How AI Shapes Your Health Insurance Coverage

The Role of AI in Health Insurance Decisions
Over the past decade, health insurance companies have increasingly turned to artificial intelligence (AI) algorithms to make critical decisions about patient care. Unlike doctors and hospitals, which use AI to diagnose and treat patients, insurers use these tools to determine whether they will cover recommended treatments and services. One of the most common applications is prior authorization, where a doctor must obtain payment approval from an insurance company before providing care. These AI systems help insurers decide if the requested care is "medically necessary" and how much care a patient is entitled to, such as the number of days of hospitalization after surgery.
If an insurer declines to pay for a treatment recommended by a doctor, patients typically have three options: appeal the decision, agree to a different treatment that the insurer covers, or pay for the recommended treatment themselves. However, appealing a denial can be time-consuming, costly, and require expert assistance. Only 1 in 500 claim denials are appealed, and even when appeals are successful, the process can take years. This delay can have serious consequences, especially for patients with life-threatening conditions.
Concerns About AI in Health Insurance
As a legal scholar who studies health law and policy, I am concerned about how these AI systems affect people’s health. While insurers argue that AI helps them make quick, safe decisions about what care is necessary and avoids wasteful or harmful treatments, there is strong evidence that the opposite can be true. These systems are sometimes used to delay or deny care that should be covered, all in the name of saving money.
There is a pattern of withholding care, particularly for expensive, long-term, or terminal health problems. Research shows that patients with chronic illnesses are more likely to be denied coverage, and Black and Hispanic individuals, as well as LGBTQ+ communities, are disproportionately affected. Some evidence also suggests that prior authorization may increase rather than decrease healthcare costs.
Insurers often argue that patients can always pay for any treatment themselves, but this ignores the reality that many people cannot afford the care they need. These decisions have serious health consequences, especially when people are unable to access essential treatments.
The Need for Regulation
Unlike medical algorithms, insurance AI tools are largely unregulated. They do not have to go through FDA review, and insurance companies often claim their algorithms are trade secrets. This lack of transparency means there is no public information about how these tools make decisions, and there is no outside testing to ensure they are safe, fair, or effective. No peer-reviewed studies exist to show how well these tools work in the real world.
However, there is some momentum for change. The Centers for Medicare & Medicaid Services (CMS) recently announced that insurers in Medicare Advantage plans must base decisions on the needs of individual patients—not just generic criteria. But these rules still allow insurers to create their own decision-making standards and do not require outside testing. Additionally, federal rules apply only to public health programs like Medicare and do not regulate private insurers.

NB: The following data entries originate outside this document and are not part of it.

//! Unified event stream of the device manager
//!
//! Everything observers care about (device arrivals, removals, detection
//! activity, status changes, signal samples) is emitted through a single
//! [`MonitorEvent`] channel, keeping event ordering consistent for all
//! consumers.

use serde::{Deserialize, Serialize};

use crate::signal::{EcioSample, PowerSample, QualitySample, SinrSample, StrengthSample};
use crate::status::DeviceStatus;

/// Snapshot of a managed device for consumers
///
/// Consumers never hold the session itself; they identify devices by name
/// and read state through these snapshots.
#[derive(Debug, Clone, PartialEq, Eq, Serialize, Deserialize)]
pub struct DeviceInfo {
    /// Stable identity, derived from the hotplug node name
    pub name: String,
    /// Manufacturer string reported by the device
    pub manufacturer: String,
    /// Model string reported by the device
    pub model: String,
    /// Firmware revision reported by the device
    pub revision: String,
    /// Current SIM/lock status
    pub status: DeviceStatus,
    /// PIN verify attempts remaining, when known
    pub pin_attempts_left: Option<u8>,
}

/// Events emitted by the device manager and its sessions
#[derive(Debug, Clone)]
pub enum MonitorEvent {
    /// A device finished initialization and joined the live set
    DeviceAdded {
        /// Snapshot of the new device
        device: DeviceInfo,
    },

    /// A live device was removed
    DeviceRemoved {
        /// Name of the removed device
        name: String,
    },

    /// Device detection activity started (true) or drained (false)
    DetectionActivity {
        /// Whether at least one construction is in flight
        active: bool,
    },

    /// The startup enumeration and its resulting constructions finished
    ///
    /// Fires exactly once per manager lifetime.
    InitialScanDone,

    /// A device's SIM/lock status changed
    StatusChanged {
        /// Device name
        name: String,
        /// New status
        status: DeviceStatus,
        /// Verify attempts remaining, when reported
        attempts_left: Option<u8>,
    },

    /// New received-signal-strength sample
    StrengthUpdated {
        /// Device name
        name: String,
        /// Per-technology strength, dBm
        sample: StrengthSample,
    },

    /// New Ec/Io interference sample
    EcioUpdated {
        /// Device name
        name: String,
        /// Per-technology Ec/Io, dB
        sample: EcioSample,
    },

    /// New EV-DO SINR sample
    SinrUpdated {
        /// Device name
        name: String,
        /// SINR, dB
        sample: SinrSample,
    },

    /// New EV-DO total received power sample
    PowerUpdated {
        /// Device name
        name: String,
        /// Io, dBm
        sample: PowerSample,
    },

    /// New LTE reference signal quality sample
    QualityUpdated {
        /// Device name
        name: String,
        /// RSRQ, dB
        sample: QualitySample,
    },
}

impl MonitorEvent {
    /// True for the per-poll signal sample events
    pub fn is_signal_sample(&self) -> bool {
        matches!(
            self,
            MonitorEvent::StrengthUpdated { .. }
                | MonitorEvent::EcioUpdated { .. }
                | MonitorEvent::SinrUpdated { .. }
                | MonitorEvent::PowerUpdated { .. }
                | MonitorEvent::QualityUpdated { .. }
        )
    }

    /// The device this event concerns, if any
    pub fn device_name(&self) -> Option<&str> {
        match self {
            MonitorEvent::DeviceAdded { device } => Some(&device.name),
            MonitorEvent::DeviceRemoved { name }
            | MonitorEvent::StatusChanged { name, .. }
            | MonitorEvent::StrengthUpdated { name, .. }
            | MonitorEvent::EcioUpdated { name, .. }
            | MonitorEvent::SinrUpdated { name, .. }
            | MonitorEvent::PowerUpdated { name, .. }
            | MonitorEvent::QualityUpdated { name, .. } => Some(name),
            MonitorEvent::DetectionActivity { .. } | MonitorEvent::InitialScanDone => None,
        }
    }
}
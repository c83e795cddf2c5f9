//! Modem Session Lifecycle Core
//!
//! This crate is the heart of the monitor: it watches hotplug notifications
//! for modem control channels, initializes a [`DeviceSession`] for each one
//! (identity query, SIM lock status, optional PIN unlock), polls signal
//! metrics at 1 Hz while monitoring is on, and tears everything down with a
//! barrier-synchronized shutdown.
//!
//! All state lives behind the [`DeviceManager`] actor; consumers hold a
//! cloneable handle, refer to devices by name, and observe changes through
//! a unified [`MonitorEvent`] stream.

pub mod config;
pub mod error;
pub mod events;
pub mod manager;
pub mod pending;
pub mod session;
pub mod signal;
pub mod status;

mod task;

pub use config::MonitorConfig;
pub use error::CoreError;
pub use events::{DeviceInfo, MonitorEvent};
pub use manager::DeviceManager;
pub use pending::{CancelToken, PendingRegistry};
pub use session::DeviceSession;
pub use signal::{
    EcioSample, PowerSample, QualitySample, SinrSample, StrengthSample, NO_READING,
};
pub use status::{status_from_pin_report, DeviceStatus};
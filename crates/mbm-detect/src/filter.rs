//! Candidate filter for modem control channels
//!
//! Pure predicate deciding whether a hotplug node looks like a control
//! channel we should try to manage. No state, no side effects.

use crate::node::NodeDescriptor;

/// Subsystem prefix candidate nodes must carry
pub const USB_SUBSYSTEM_PREFIX: &str = "usb";

/// Name prefix of modem control-channel nodes
pub const CONTROL_NODE_PREFIX: &str = "cdc-wdm";

/// Driver that marks a node as speaking the vendor protocol
pub const VENDOR_DRIVER: &str = "qmi_wwan";

/// Subsystems the manager subscribes to and enumerates at startup
pub const MODEM_SUBSYSTEMS: &[&str] = &["usb", "usbmisc"];

/// Decide whether a node is a candidate modem control channel
///
/// All three conditions must hold: the subsystem starts with
/// [`USB_SUBSYSTEM_PREFIX`], the name starts with [`CONTROL_NODE_PREFIX`],
/// and the node's driver (or its parent's, when the node has none) equals
/// [`VENDOR_DRIVER`].
pub fn is_candidate(node: &NodeDescriptor) -> bool {
    node.subsystem.starts_with(USB_SUBSYSTEM_PREFIX)
        && node.name.starts_with(CONTROL_NODE_PREFIX)
        && node.effective_driver() == Some(VENDOR_DRIVER)
}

Some states, including Colorado, Georgia, Florida, Maine, and Texas, have proposed laws to rein in insurance AI. A few have passed new laws, including a 2024 California statute requiring a licensed physician to supervise the use of insurance coverage algorithms. However, most state laws suffer from the same weaknesses as the CMS rule. They leave too much control in the hands of insurers to define “medical necessity” and do not require independent testing of these algorithms before use.
The Role of the FDA
In the view of many health law experts, the gap between insurers’ actions and patient needs has become so wide that regulating health care coverage algorithms is now imperative. As I argue in an essay to be published in the Indiana Law Journal, the FDA is well positioned to do so. The FDA is staffed with medical experts who have the capability to evaluate insurance algorithms before they are used to make coverage decisions. The agency already reviews many medical AI tools for safety and effectiveness. FDA oversight would also provide a uniform, national regulatory scheme instead of a patchwork of rules across the country.
Some people argue that the FDA’s power here is limited. For the purposes of FDA regulation, a medical device is defined as an instrument “intended for use in the diagnosis of disease or other conditions, or in the cure, mitigation, treatment, or prevention of disease.” Because health insurance algorithms are not used to diagnose, treat, or prevent disease, Congress may need to amend the definition of a medical device before the FDA can regulate those algorithms.
If the FDA’s current authority isn’t enough to cover insurance algorithms, Congress could change the law to give it that power. Meanwhile, CMS and state governments could require independent testing of these algorithms for safety, accuracy, and fairness. That might also push insurers to support a single national standard—like FDA regulation—instead of facing a patchwork of rules across the country.
The move toward regulating how health insurers use AI in determining coverage has clearly begun, but it is still awaiting a robust push. Patients’ lives are literally on the line.